▶ RECORDED DATA
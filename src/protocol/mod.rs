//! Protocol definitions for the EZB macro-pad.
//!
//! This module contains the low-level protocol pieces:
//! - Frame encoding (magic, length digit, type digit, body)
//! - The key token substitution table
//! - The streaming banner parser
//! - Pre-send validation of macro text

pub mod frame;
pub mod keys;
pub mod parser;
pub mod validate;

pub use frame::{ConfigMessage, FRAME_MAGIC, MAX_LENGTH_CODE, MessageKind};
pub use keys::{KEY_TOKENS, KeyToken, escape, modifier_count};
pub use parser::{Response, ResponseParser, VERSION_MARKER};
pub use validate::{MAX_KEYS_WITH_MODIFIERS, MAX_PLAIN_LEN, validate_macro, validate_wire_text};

--

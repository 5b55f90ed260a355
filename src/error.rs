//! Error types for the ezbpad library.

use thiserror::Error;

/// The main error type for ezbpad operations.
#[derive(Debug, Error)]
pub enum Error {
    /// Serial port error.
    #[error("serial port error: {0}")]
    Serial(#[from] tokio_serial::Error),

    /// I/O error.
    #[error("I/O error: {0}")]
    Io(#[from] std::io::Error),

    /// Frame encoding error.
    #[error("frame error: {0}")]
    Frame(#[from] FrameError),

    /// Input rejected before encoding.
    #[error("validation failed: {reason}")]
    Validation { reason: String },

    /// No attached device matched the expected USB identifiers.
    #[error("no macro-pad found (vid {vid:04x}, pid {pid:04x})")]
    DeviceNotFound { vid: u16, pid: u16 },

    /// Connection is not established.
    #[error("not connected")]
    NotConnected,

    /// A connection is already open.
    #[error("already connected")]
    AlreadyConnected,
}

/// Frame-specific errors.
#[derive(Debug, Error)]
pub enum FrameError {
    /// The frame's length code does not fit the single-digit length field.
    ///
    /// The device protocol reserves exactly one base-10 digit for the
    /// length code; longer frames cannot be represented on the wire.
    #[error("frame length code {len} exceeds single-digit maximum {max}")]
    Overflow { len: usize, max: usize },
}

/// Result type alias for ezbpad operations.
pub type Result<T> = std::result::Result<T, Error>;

▶ YOUR GOAL
Where does the string "parser" occur in the data above? Copy every line that holds it.

▶ RESULT
//! - The streaming banner parser
pub mod parser;
pub use parser::{Response, ResponseParser, VERSION_MARKER};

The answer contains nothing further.